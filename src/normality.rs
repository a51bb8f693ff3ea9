//! Normality tests: Shapiro–Wilk and Anderson–Darling.
//!
//! Statistics and p-values come from `u_analytics::testing`; this module
//! adds the sample-size preconditions, skip outcomes and the tabulated
//! Anderson–Darling critical values.
//!
//! The two tests use different decision conventions. Shapiro–Wilk
//! compares its p-value against the significance level; Anderson–Darling
//! compares its statistic against a tabulated critical value. Each test
//! has its own minimum sample size and is reported as skipped below it.
//!
//! ```
//! use sigma_insight::config::AnalysisConfig;
//! use sigma_insight::normality::normality_tests;
//!
//! let values = [2.1, 3.4, 1.9, 5.6, 4.2, 3.3, 2.8, 4.9, 3.9, 4.4];
//! let report = normality_tests(&values, &AnalysisConfig::default()).unwrap();
//!
//! let sw = report.shapiro_wilk.computed().unwrap();
//! assert!(sw.normal);
//! let ad = report.anderson_darling.computed().unwrap();
//! assert!(ad.statistic < ad.critical_value);
//! ```

use serde::Serialize;
use tracing::{debug, warn};
use u_analytics::testing::{anderson_darling_test, shapiro_wilk_test};

use crate::config::AnalysisConfig;
use crate::error::AnalysisError;
use crate::outcome::{Interpretation, Outcome, SkipReason};

/// Minimum sample size for Shapiro–Wilk.
pub const SHAPIRO_MIN_SAMPLE: usize = 3;
/// Largest sample the Royston approximation supports.
pub const SHAPIRO_MAX_SAMPLE: usize = 5000;
/// Minimum sample size for Anderson–Darling.
pub const ANDERSON_MIN_SAMPLE: usize = 8;

// ── Result types ──────────────────────────────────────────────────────

/// Shapiro–Wilk W test.
#[derive(Debug, Clone, PartialEq, Serialize)]
pub struct ShapiroWilk {
    pub statistic: f64,
    pub p_value: f64,
    /// `p_value > α`.
    pub normal: bool,
    pub interpretation: Interpretation,
}

/// Tabulated Anderson–Darling critical value.
#[derive(Debug, Clone, Copy, PartialEq, Serialize)]
pub struct CriticalValue {
    /// Significance level in percent.
    pub significance_pct: f64,
    pub value: f64,
}

/// Anderson–Darling A² test for normality with estimated mean and σ.
#[derive(Debug, Clone, PartialEq, Serialize)]
pub struct AndersonDarling {
    pub statistic: f64,
    /// Approximate p-value of the size-corrected statistic (D'Agostino & Stephens).
    /// Informational; the verdict uses the critical value.
    pub p_value: f64,
    /// Critical value at the 5% significance level.
    pub critical_value: f64,
    /// Critical values at 15, 10, 5, 2.5 and 1 percent.
    pub critical_values: Vec<CriticalValue>,
    /// `statistic < critical_value`.
    pub normal: bool,
    pub interpretation: Interpretation,
}

/// Both normality tests on one sample.
#[derive(Debug, Clone, PartialEq, Serialize)]
pub struct NormalityReport {
    pub n: usize,
    pub shapiro_wilk: Outcome<ShapiroWilk>,
    pub anderson_darling: Outcome<AndersonDarling>,
}

// ── Entry point ───────────────────────────────────────────────────────

/// Runs Shapiro–Wilk and Anderson–Darling on `values`.
///
/// A test whose sample-size range is not met, or that cannot run on a
/// constant sample, is reported as [`Outcome::Skipped`].
///
/// # Errors
///
/// [`AnalysisError::InvalidParameter`] if any value is non-finite.
pub fn normality_tests(
    values: &[f64],
    config: &AnalysisConfig,
) -> Result<NormalityReport, AnalysisError> {
    ensure_finite(values)?;
    debug!(n = values.len(), "normality tests");

    Ok(NormalityReport {
        n: values.len(),
        shapiro_wilk: shapiro_outcome(values, config.significance_level)?,
        anderson_darling: Outcome::from_result(anderson_darling(values))?,
    })
}

/// Shapiro–Wilk as a sub-test: too few, too many or constant values skip it.
pub(crate) fn shapiro_outcome(
    values: &[f64],
    alpha: f64,
) -> Result<Outcome<ShapiroWilk>, AnalysisError> {
    if values.len() > SHAPIRO_MAX_SAMPLE {
        warn!(
            n = values.len(),
            max = SHAPIRO_MAX_SAMPLE,
            "Shapiro-Wilk skipped: sample above supported size"
        );
        return Ok(Outcome::skipped(SkipReason::SampleTooLarge {
            max_supported: SHAPIRO_MAX_SAMPLE,
            actual: values.len(),
        }));
    }
    Outcome::from_result(shapiro_wilk(values, alpha))
}

fn ensure_finite(values: &[f64]) -> Result<(), AnalysisError> {
    if let Some(bad) = values.iter().find(|v| !v.is_finite()) {
        return Err(AnalysisError::invalid_parameter(
            "values",
            format!("must be finite, found {bad}"),
        ));
    }
    Ok(())
}

fn verdict(normal: bool) -> Interpretation {
    if normal {
        Interpretation::Normal
    } else {
        Interpretation::NotNormal
    }
}

// ── Shapiro–Wilk ──────────────────────────────────────────────────────

/// Shapiro–Wilk test at significance level `alpha` (Royston 1995, AS R94).
///
/// # Errors
///
/// - [`AnalysisError::InsufficientData`] for fewer than 3 values.
/// - [`AnalysisError::InvalidParameter`] above 5000 values or for non-finite values.
/// - [`AnalysisError::DegenerateInput`] when all values are equal.
pub fn shapiro_wilk(values: &[f64], alpha: f64) -> Result<ShapiroWilk, AnalysisError> {
    let n = values.len();
    if n < SHAPIRO_MIN_SAMPLE {
        return Err(AnalysisError::InsufficientData {
            min_required: SHAPIRO_MIN_SAMPLE,
            actual: n,
        });
    }
    if n > SHAPIRO_MAX_SAMPLE {
        return Err(AnalysisError::invalid_parameter(
            "values",
            format!("Shapiro-Wilk supports at most {SHAPIRO_MAX_SAMPLE} observations, got {n}"),
        ));
    }
    ensure_finite(values)?;
    if is_constant(values) {
        return Err(AnalysisError::degenerate("Shapiro-Wilk on constant data"));
    }

    let result = shapiro_wilk_test(values)
        .ok_or_else(|| AnalysisError::degenerate("Shapiro-Wilk weights undefined"))?;

    let normal = result.p_value > alpha;
    Ok(ShapiroWilk {
        statistic: result.w,
        p_value: result.p_value,
        normal,
        interpretation: verdict(normal),
    })
}

fn is_constant(values: &[f64]) -> bool {
    values.windows(2).all(|w| w[0] == w[1])
}

// ── Anderson–Darling ──────────────────────────────────────────────────

const AD_SIGNIFICANCE_PCT: [f64; 5] = [15.0, 10.0, 5.0, 2.5, 1.0];
const AD_CRITICAL_BASE: [f64; 5] = [0.576, 0.656, 0.787, 0.918, 1.092];

/// Anderson–Darling test for normality.
///
/// Mean and standard deviation (n − 1) are estimated from the sample,
/// so critical values carry the Stephens (1974) small-sample correction.
///
/// # Errors
///
/// - [`AnalysisError::InsufficientData`] for fewer than 8 values.
/// - [`AnalysisError::InvalidParameter`] for non-finite values.
/// - [`AnalysisError::DegenerateInput`] when all values are equal.
pub fn anderson_darling(values: &[f64]) -> Result<AndersonDarling, AnalysisError> {
    let n = values.len();
    if n < ANDERSON_MIN_SAMPLE {
        return Err(AnalysisError::InsufficientData {
            min_required: ANDERSON_MIN_SAMPLE,
            actual: n,
        });
    }
    ensure_finite(values)?;
    if is_constant(values) {
        return Err(AnalysisError::degenerate("Anderson-Darling on constant data"));
    }

    let result = anderson_darling_test(values)
        .ok_or_else(|| AnalysisError::degenerate("Anderson-Darling on zero-spread data"))?;

    let nf = n as f64;
    let correction = 1.0 + 4.0 / nf - 25.0 / (nf * nf);
    let critical_values: Vec<CriticalValue> = AD_SIGNIFICANCE_PCT
        .iter()
        .zip(AD_CRITICAL_BASE)
        .map(|(&significance_pct, base)| CriticalValue {
            significance_pct,
            value: (base / correction * 1000.0).round() / 1000.0,
        })
        .collect();
    let critical_value = critical_values[2].value;

    let normal = result.statistic < critical_value;
    Ok(AndersonDarling {
        statistic: result.statistic,
        p_value: result.p_value,
        critical_value,
        critical_values,
        normal,
        interpretation: verdict(normal),
    })
}

#[cfg(test)]
mod tests {
    use super::*;

    const WEIGHTS: [f64; 11] = [
        148.0, 154.0, 158.0, 160.0, 161.0, 162.0, 166.0, 170.0, 182.0, 195.0, 236.0,
    ];
    const SYMMETRIC: [f64; 10] = [2.1, 3.4, 1.9, 5.6, 4.2, 3.3, 2.8, 4.9, 3.9, 4.4];

    #[test]
    fn shapiro_classic_weights() {
        // Shapiro & Wilk (1965) weights example.
        let sw = shapiro_wilk(&WEIGHTS, 0.05).unwrap();
        assert!((sw.statistic - 0.78881).abs() < 1e-4, "W = {}", sw.statistic);
        assert!((sw.p_value - 0.006704).abs() < 2e-4, "p = {}", sw.p_value);
        assert!(!sw.normal);
        assert_eq!(sw.interpretation, Interpretation::NotNormal);
    }

    #[test]
    fn shapiro_large_sample_branch() {
        let values: Vec<f64> = (1..=20).map(f64::from).collect();
        let sw = shapiro_wilk(&values, 0.05).unwrap();
        assert!((sw.statistic - 0.96038).abs() < 1e-4);
        assert!((sw.p_value - 0.5514).abs() < 2e-3);
        assert!(sw.normal);
    }

    #[test]
    fn shapiro_three_points() {
        let sw = shapiro_wilk(&[1.0, 2.0, 4.0], 0.05).unwrap();
        assert!((sw.statistic - 0.964_285_714).abs() < 1e-6);
        assert!((sw.p_value - 0.6369).abs() < 1e-3);

        let even = shapiro_wilk(&[1.0, 2.0, 3.0], 0.05).unwrap();
        assert!((even.statistic - 1.0).abs() < 1e-12);
        assert!((even.p_value - 1.0).abs() < 1e-9);
    }

    #[test]
    fn shapiro_rejects_skewed_sample() {
        let mut values = vec![1.0; 9];
        values.push(50.0);
        let sw = shapiro_wilk(&values, 0.05).unwrap();
        assert!(sw.statistic < 0.4);
        assert!(sw.p_value < 1e-5);
    }

    #[test]
    fn shapiro_preconditions() {
        assert_eq!(
            shapiro_wilk(&[1.0, 2.0], 0.05).unwrap_err(),
            AnalysisError::InsufficientData {
                min_required: 3,
                actual: 2
            }
        );
        assert!(matches!(
            shapiro_wilk(&[4.0; 6], 0.05),
            Err(AnalysisError::DegenerateInput { .. })
        ));
    }

    #[test]
    fn anderson_statistic_and_critical_values() {
        let ad = anderson_darling(&SYMMETRIC).unwrap();
        assert!((ad.statistic - 0.13281).abs() < 1e-4, "A2 = {}", ad.statistic);
        assert!(ad.p_value > 0.5);
        assert_eq!(ad.critical_value, 0.684);
        let table: Vec<f64> = ad.critical_values.iter().map(|c| c.value).collect();
        assert_eq!(table, vec![0.501, 0.57, 0.684, 0.798, 0.95]);
        assert!(ad.normal);
    }

    #[test]
    fn anderson_detects_departure() {
        let ad = anderson_darling(&WEIGHTS).unwrap();
        assert!((ad.statistic - 0.94677).abs() < 1e-4);
        assert_eq!(ad.critical_value, 0.68);
        assert!(!ad.normal);
        assert!(ad.p_value < 0.05);
        assert_eq!(ad.interpretation, Interpretation::NotNormal);
    }

    #[test]
    fn report_skips_small_samples() {
        let report = normality_tests(&[1.0, 2.0, 4.0, 3.0, 5.0], &AnalysisConfig::default()).unwrap();
        assert_eq!(report.n, 5);
        assert!(report.shapiro_wilk.is_computed());
        assert_eq!(
            report.anderson_darling,
            Outcome::Skipped {
                reason: SkipReason::InsufficientData {
                    min_required: 8,
                    actual: 5
                }
            }
        );

        let tiny = normality_tests(&[1.0, 2.0], &AnalysisConfig::default()).unwrap();
        assert!(!tiny.shapiro_wilk.is_computed());
        assert!(!tiny.anderson_darling.is_computed());
    }

    #[test]
    fn report_skips_constant_sample() {
        let report = normality_tests(&[3.0; 12], &AnalysisConfig::default()).unwrap();
        assert_eq!(
            report.shapiro_wilk,
            Outcome::Skipped {
                reason: SkipReason::ZeroVariance
            }
        );
        assert_eq!(
            report.anderson_darling,
            Outcome::Skipped {
                reason: SkipReason::ZeroVariance
            }
        );
    }

    #[test]
    fn shapiro_skipped_above_supported_size() {
        let values: Vec<f64> = (0..=SHAPIRO_MAX_SAMPLE).map(|i| (i % 97) as f64).collect();
        let report = normality_tests(&values, &AnalysisConfig::default()).unwrap();
        assert_eq!(
            report.shapiro_wilk,
            Outcome::Skipped {
                reason: SkipReason::SampleTooLarge {
                    max_supported: 5000,
                    actual: 5001
                }
            }
        );
        assert!(report.anderson_darling.is_computed());
        assert!(matches!(
            shapiro_wilk(&values, 0.05),
            Err(AnalysisError::InvalidParameter { .. })
        ));
    }

    #[test]
    fn report_rejects_non_finite() {
        let err = normality_tests(&[1.0, f64::NAN, 2.0], &AnalysisConfig::default()).unwrap_err();
        assert!(matches!(err, AnalysisError::InvalidParameter { .. }));
    }

    #[test]
    fn significance_level_drives_shapiro_verdict() {
        let strict = AnalysisConfig::default().with_significance_level(0.001);
        let report = normality_tests(&WEIGHTS, &strict).unwrap();
        assert!(report.shapiro_wilk.computed().unwrap().normal);
    }
}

**WHAT YOU SHOULD DO**.
For the word "NotNormal", return every line of the records that holds it.

**SOLVED PROBLEM**.
        Interpretation::NotNormal
        assert_eq!(sw.interpretation, Interpretation::NotNormal);
        assert_eq!(ad.interpretation, Interpretation::NotNormal);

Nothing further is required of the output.